Data for the task START

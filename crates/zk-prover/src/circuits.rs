//! Native circuit implementations
//!
//! Both circuits are plain R1CS programs built with `ark-r1cs-std`. Their
//! public inputs are the circuit outputs, allocated in declaration order,
//! which fixes the order of the public signals.

use ark_bn254::Fr;
use ark_ff::{BigInteger, Field, PrimeField};
use ark_r1cs_std::fields::fp::FpVar;
use ark_r1cs_std::prelude::*;
use ark_relations::r1cs::{ConstraintSynthesizer, ConstraintSystemRef, SynthesisError};

use crate::poseidon::hash_gadget;
use crate::types::ATTRIBUTE_COUNT;

/// Bit width of the bid comparison (circomlib `LessEqThan(32)`)
pub const BID_COMPARISON_BITS: usize = 32;

/// Decompose `var` into `width` little-endian bits and enforce that they
/// recompose to it. Unsatisfiable when `value >= 2^width`.
fn enforce_bit_width(
    cs: &ConstraintSystemRef<Fr>,
    var: &FpVar<Fr>,
    value: Fr,
    width: usize,
) -> Result<Vec<Boolean<Fr>>, SynthesisError> {
    let native_bits = value.into_bigint().to_bits_le();
    let bits = (0..width)
        .map(|i| {
            Boolean::new_witness(cs.clone(), || {
                Ok(native_bits.get(i).copied().unwrap_or(false))
            })
        })
        .collect::<Result<Vec<_>, _>>()?;

    Boolean::le_bits_to_fp_var(&bits)?.enforce_equal(var)?;
    Ok(bits)
}

/// Bid validity circuit
///
/// Proves: `accepted_price <= max_budget`, exposing only the resulting bit.
/// Both inputs must fit into [`BID_COMPARISON_BITS`] bits.
#[derive(Clone, Default)]
pub struct BidValidityCircuit {
    /// Private: client's maximum budget
    pub max_budget: Fr,
    /// Private: price the developer accepted
    pub accepted_price: Fr,
}

impl BidValidityCircuit {
    /// Create a new bid validity circuit
    pub fn new(max_budget: u64, accepted_price: u64) -> Self {
        Self {
            max_budget: Fr::from(max_budget),
            accepted_price: Fr::from(accepted_price),
        }
    }
}

impl ConstraintSynthesizer<Fr> for BidValidityCircuit {
    fn generate_constraints(self, cs: ConstraintSystemRef<Fr>) -> Result<(), SynthesisError> {
        let max_var = FpVar::new_witness(cs.clone(), || Ok(self.max_budget))?;
        let price_var = FpVar::new_witness(cs.clone(), || Ok(self.accepted_price))?;

        enforce_bit_width(&cs, &max_var, self.max_budget, BID_COMPARISON_BITS)?;
        enforce_bit_width(&cs, &price_var, self.accepted_price, BID_COMPARISON_BITS)?;

        // max + 2^n - price has bit n set iff price <= max
        let offset = Fr::from(2u64).pow([BID_COMPARISON_BITS as u64]);
        let shifted = &max_var + offset - &price_var;
        let shifted_value = self.max_budget + offset - self.accepted_price;
        let shifted_bits =
            enforce_bit_width(&cs, &shifted, shifted_value, BID_COMPARISON_BITS + 1)?;

        let is_valid = FpVar::from(shifted_bits[BID_COMPARISON_BITS].clone());
        let output = FpVar::new_input(cs, || is_valid.value())?;
        output.enforce_equal(&is_valid)?;

        Ok(())
    }
}

/// Selective disclosure circuit
///
/// For every attribute, proves knowledge of `value` and exposes
/// `value * disclosed` followed, after all five slots, by the commitment
/// `Poseidon(value, disclosed)`.
#[derive(Clone, Default)]
pub struct SelectiveDisclosureCircuit {
    /// Private: encoded attribute values, in attribute order
    pub values: [Fr; ATTRIBUTE_COUNT],
    /// Private: disclosure flags, in attribute order
    pub disclosed: [bool; ATTRIBUTE_COUNT],
}

impl SelectiveDisclosureCircuit {
    /// Create a new selective disclosure circuit
    pub fn new(values: [Fr; ATTRIBUTE_COUNT], disclosed: [bool; ATTRIBUTE_COUNT]) -> Self {
        Self { values, disclosed }
    }
}

impl ConstraintSynthesizer<Fr> for SelectiveDisclosureCircuit {
    fn generate_constraints(self, cs: ConstraintSystemRef<Fr>) -> Result<(), SynthesisError> {
        let mut slots = Vec::with_capacity(ATTRIBUTE_COUNT);
        let mut commitments = Vec::with_capacity(ATTRIBUTE_COUNT);

        for (value, disclosed) in self.values.into_iter().zip(self.disclosed) {
            let value_var = FpVar::new_witness(cs.clone(), || Ok(value))?;
            // Boolean allocation constrains the flag to {0, 1}
            let flag_var = FpVar::from(Boolean::new_witness(cs.clone(), || Ok(disclosed))?);

            slots.push(&value_var * &flag_var);
            commitments.push(hash_gadget(cs.clone(), &[value_var, flag_var])?);
        }

        for output in slots.iter().chain(commitments.iter()) {
            let public = FpVar::new_input(cs.clone(), || output.value())?;
            public.enforce_equal(output)?;
        }

        Ok(())
    }
}

#[cfg(test)]
mod tests {
    use super::*;
    use crate::poseidon::PoseidonHasher;
    use ark_relations::r1cs::ConstraintSystem;

    fn public_inputs(cs: &ConstraintSystemRef<Fr>) -> Vec<Fr> {
        cs.borrow().unwrap().instance_assignment[1..].to_vec()
    }

    #[test]
    fn test_bid_circuit_accepts_within_budget() {
        let cs = ConstraintSystem::<Fr>::new_ref();
        BidValidityCircuit::new(100, 80)
            .generate_constraints(cs.clone())
            .unwrap();

        assert!(cs.is_satisfied().unwrap());
        assert_eq!(public_inputs(&cs), vec![Fr::from(1u64)]);
    }

    #[test]
    fn test_bid_circuit_boundary() {
        let cs = ConstraintSystem::<Fr>::new_ref();
        BidValidityCircuit::new(100, 100)
            .generate_constraints(cs.clone())
            .unwrap();
        assert!(cs.is_satisfied().unwrap());
        assert_eq!(public_inputs(&cs), vec![Fr::from(1u64)]);

        let cs = ConstraintSystem::<Fr>::new_ref();
        BidValidityCircuit::new(100, 101)
            .generate_constraints(cs.clone())
            .unwrap();
        assert!(cs.is_satisfied().unwrap());
        assert_eq!(public_inputs(&cs), vec![Fr::from(0u64)]);
    }

    #[test]
    fn test_bid_circuit_rejects_oversized_price() {
        let cs = ConstraintSystem::<Fr>::new_ref();
        BidValidityCircuit::new(100, 1u64 << BID_COMPARISON_BITS)
            .generate_constraints(cs.clone())
            .unwrap();

        assert!(!cs.is_satisfied().unwrap());
    }

    #[test]
    fn test_disclosure_circuit_outputs() {
        let values = [1u64, 2, 3, 4, 5].map(Fr::from);
        let disclosed = [true, false, true, false, false];

        let cs = ConstraintSystem::<Fr>::new_ref();
        SelectiveDisclosureCircuit::new(values, disclosed)
            .generate_constraints(cs.clone())
            .unwrap();
        assert!(cs.is_satisfied().unwrap());

        let outputs = public_inputs(&cs);
        assert_eq!(outputs.len(), 2 * ATTRIBUTE_COUNT);
        assert_eq!(
            &outputs[..ATTRIBUTE_COUNT],
            &[1u64, 0, 3, 0, 0].map(Fr::from)
        );

        let hasher = PoseidonHasher::new();
        for i in 0..ATTRIBUTE_COUNT {
            assert_eq!(
                outputs[ATTRIBUTE_COUNT + i],
                hasher.commit_attribute(&values[i], disclosed[i])
            );
        }
    }
}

Data for the task END

Work required → Copy each record from above exactly, and include every line.

Task result →
filename crates/zk-prover/src/circuits.rs
//! Native circuit implementations
//!
//! Both circuits are plain R1CS programs built with `ark-r1cs-std`. Their
//! public inputs are the circuit outputs, allocated in declaration order,
//! which fixes the order of the public signals.

use ark_bn254::Fr;
use ark_ff::{BigInteger, Field, PrimeField};
use ark_r1cs_std::fields::fp::FpVar;
use ark_r1cs_std::prelude::*;
use ark_relations::r1cs::{ConstraintSynthesizer, ConstraintSystemRef, SynthesisError};

use crate::poseidon::hash_gadget;
use crate::types::ATTRIBUTE_COUNT;

/// Bit width of the bid comparison (circomlib `LessEqThan(32)`)
pub const BID_COMPARISON_BITS: usize = 32;

/// Decompose `var` into `width` little-endian bits and enforce that they
/// recompose to it. Unsatisfiable when `value >= 2^width`.
fn enforce_bit_width(
    cs: &ConstraintSystemRef<Fr>,
    var: &FpVar<Fr>,
    value: Fr,
    width: usize,
) -> Result<Vec<Boolean<Fr>>, SynthesisError> {
    let native_bits = value.into_bigint().to_bits_le();
    let bits = (0..width)
        .map(|i| {
            Boolean::new_witness(cs.clone(), || {
                Ok(native_bits.get(i).copied().unwrap_or(false))
            })
        })
        .collect::<Result<Vec<_>, _>>()?;

    Boolean::le_bits_to_fp_var(&bits)?.enforce_equal(var)?;
    Ok(bits)
}

/// Bid validity circuit
///
/// Proves: `accepted_price <= max_budget`, exposing only the resulting bit.
/// Both inputs must fit into [`BID_COMPARISON_BITS`] bits.
#[derive(Clone, Default)]
pub struct BidValidityCircuit {
    /// Private: client's maximum budget
    pub max_budget: Fr,
    /// Private: price the developer accepted
    pub accepted_price: Fr,
}

impl BidValidityCircuit {
    /// Create a new bid validity circuit
    pub fn new(max_budget: u64, accepted_price: u64) -> Self {
        Self {
            max_budget: Fr::from(max_budget),
            accepted_price: Fr::from(accepted_price),
        }
    }
}

impl ConstraintSynthesizer<Fr> for BidValidityCircuit {
    fn generate_constraints(self, cs: ConstraintSystemRef<Fr>) -> Result<(), SynthesisError> {
        let max_var = FpVar::new_witness(cs.clone(), || Ok(self.max_budget))?;
        let price_var = FpVar::new_witness(cs.clone(), || Ok(self.accepted_price))?;

        enforce_bit_width(&cs, &max_var, self.max_budget, BID_COMPARISON_BITS)?;
        enforce_bit_width(&cs, &price_var, self.accepted_price, BID_COMPARISON_BITS)?;

        // max + 2^n - price has bit n set iff price <= max
        let offset = Fr::from(2u64).pow([BID_COMPARISON_BITS as u64]);
        let shifted = &max_var + offset - &price_var;
        let shifted_value = self.max_budget + offset - self.accepted_price;
        let shifted_bits =
            enforce_bit_width(&cs, &shifted, shifted_value, BID_COMPARISON_BITS + 1)?;

        let is_valid = FpVar::from(shifted_bits[BID_COMPARISON_BITS].clone());
        let output = FpVar::new_input(cs, || is_valid.value())?;
        output.enforce_equal(&is_valid)?;

        Ok(())
    }
}

/// Selective disclosure circuit
///
/// For every attribute, proves knowledge of `value` and exposes
/// `value * disclosed` followed, after all five slots, by the commitment
/// `Poseidon(value, disclosed)`.
#[derive(Clone, Default)]
pub struct SelectiveDisclosureCircuit {
    /// Private: encoded attribute values, in attribute order
    pub values: [Fr; ATTRIBUTE_COUNT],
    /// Private: disclosure flags, in attribute order
    pub disclosed: [bool; ATTRIBUTE_COUNT],
}

impl SelectiveDisclosureCircuit {
    /// Create a new selective disclosure circuit
    pub fn new(values: [Fr; ATTRIBUTE_COUNT], disclosed: [bool; ATTRIBUTE_COUNT]) -> Self {
        Self { values, disclosed }
    }
}

impl ConstraintSynthesizer<Fr> for SelectiveDisclosureCircuit {
    fn generate_constraints(self, cs: ConstraintSystemRef<Fr>) -> Result<(), SynthesisError> {
        let mut slots = Vec::with_capacity(ATTRIBUTE_COUNT);
        let mut commitments = Vec::with_capacity(ATTRIBUTE_COUNT);

        for (value, disclosed) in self.values.into_iter().zip(self.disclosed) {
            let value_var = FpVar::new_witness(cs.clone(), || Ok(value))?;
            // Boolean allocation constrains the flag to {0, 1}
            let flag_var = FpVar::from(Boolean::new_witness(cs.clone(), || Ok(disclosed))?);

            slots.push(&value_var * &flag_var);
            commitments.push(hash_gadget(cs.clone(), &[value_var, flag_var])?);
        }

        for output in slots.iter().chain(commitments.iter()) {
            let public = FpVar::new_input(cs.clone(), || output.value())?;
            public.enforce_equal(output)?;
        }

        Ok(())
    }
}

#[cfg(test)]
mod tests {
    use super::*;
    use crate::poseidon::PoseidonHasher;
    use ark_relations::r1cs::ConstraintSystem;

    fn public_inputs(cs: &ConstraintSystemRef<Fr>) -> Vec<Fr> {
        cs.borrow().unwrap().instance_assignment[1..].to_vec()
    }

    #[test]
    fn test_bid_circuit_accepts_within_budget() {
        let cs = ConstraintSystem::<Fr>::new_ref();
        BidValidityCircuit::new(100, 80)
            .generate_constraints(cs.clone())
            .unwrap();

        assert!(cs.is_satisfied().unwrap());
        assert_eq!(public_inputs(&cs), vec![Fr::from(1u64)]);
    }

    #[test]
    fn test_bid_circuit_boundary() {
        let cs = ConstraintSystem::<Fr>::new_ref();
        BidValidityCircuit::new(100, 100)
            .generate_constraints(cs.clone())
            .unwrap();
        assert!(cs.is_satisfied().unwrap());
        assert_eq!(public_inputs(&cs), vec![Fr::from(1u64)]);

        let cs = ConstraintSystem::<Fr>::new_ref();
        BidValidityCircuit::new(100, 101)
            .generate_constraints(cs.clone())
            .unwrap();
        assert!(cs.is_satisfied().unwrap());
        assert_eq!(public_inputs(&cs), vec![Fr::from(0u64)]);
    }

    #[test]
    fn test_bid_circuit_rejects_oversized_price() {
        let cs = ConstraintSystem::<Fr>::new_ref();
        BidValidityCircuit::new(100, 1u64 << BID_COMPARISON_BITS)
            .generate_constraints(cs.clone())
            .unwrap();

        assert!(!cs.is_satisfied().unwrap());
    }

    #[test]
    fn test_disclosure_circuit_outputs() {
        let values = [1u64, 2, 3, 4, 5].map(Fr::from);
        let disclosed = [true, false, true, false, false];

        let cs = ConstraintSystem::<Fr>::new_ref();
        SelectiveDisclosureCircuit::new(values, disclosed)
            .generate_constraints(cs.clone())
            .unwrap();
        assert!(cs.is_satisfied().unwrap());

        let outputs = public_inputs(&cs);
        assert_eq!(outputs.len(), 2 * ATTRIBUTE_COUNT);
        assert_eq!(
            &outputs[..ATTRIBUTE_COUNT],
            &[1u64, 0, 3, 0, 0].map(Fr::from)
        );

        let hasher = PoseidonHasher::new();
        for i in 0..ATTRIBUTE_COUNT {
            assert_eq!(
                outputs[ATTRIBUTE_COUNT + i],
                hasher.commit_attribute(&values[i], disclosed[i])
            );
        }
    }
}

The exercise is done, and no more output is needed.